What to produce:
Find every line in the records below that contains "Ordering", and copy it.

[Data excerpts]
========================================================================
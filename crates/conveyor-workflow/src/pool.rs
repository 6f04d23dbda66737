//! Bounded OS-thread worker pool.
//!
//! Variants within a job, jobs within a pipeline run, and triggers within a
//! poke each fan out over their own pool; pools at different levels are
//! independent. Tasks drain from a shared queue and their results come back
//! over a channel, so the caller can apply its own wait policy
//! (`recv_timeout` for fail-fast windows and per-task timeouts).

use std::collections::VecDeque;
use std::sync::atomic::{AtomicBool, Ordering};
use std::sync::mpsc::{self, Receiver};
use std::sync::{Arc, Mutex};
use std::thread;

/// Cooperative cancellation signal shared by the tasks of one fan-out.
///
/// Once set, not-yet-started tasks short-circuit; in-flight tasks are
/// expected to check it at their own boundaries and are never interrupted
/// mid-step.
#[derive(Debug, Clone, Default)]
pub struct CancelToken(Arc<AtomicBool>);

impl CancelToken {
    pub fn new() -> Self {
        Self::default()
    }

    pub fn cancel(&self) {
        self.0.store(true, Ordering::SeqCst);
    }

    pub fn is_cancelled(&self) -> bool {
        self.0.load(Ordering::SeqCst)
    }
}

/// Run `tasks` on at most `workers` OS threads and return the result
/// channel. Results arrive as `(task_index, value)` in completion order; the
/// channel disconnects once every task has finished. Dropping the receiver
/// early abandons results of still-running tasks without interrupting them.
pub fn scatter<T, F>(workers: usize, tasks: Vec<F>) -> Receiver<(usize, T)>
where
    F: FnOnce() -> T + Send + 'static,
    T: Send + 'static,
{
    let queue: Arc<Mutex<VecDeque<(usize, F)>>> =
        Arc::new(Mutex::new(tasks.into_iter().enumerate().collect()));
    let (tx, rx) = mpsc::channel();

    for _ in 0..workers.max(1) {
        let queue = Arc::clone(&queue);
        let tx = tx.clone();
        thread::spawn(move || loop {
            let next = match queue.lock() {
                Ok(mut queue) => queue.pop_front(),
                Err(_) => None,
            };
            match next {
                Some((index, task)) => {
                    // The receiver may be gone already (fail-fast abandon);
                    // that is not this worker's problem.
                    let _ = tx.send((index, task()));
                }
                None => break,
            }
        });
    }

    rx
}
========================================================================
Result of this task:
use std::sync::atomic::{AtomicBool, Ordering};
        self.0.store(true, Ordering::SeqCst);
        self.0.load(Ordering::SeqCst)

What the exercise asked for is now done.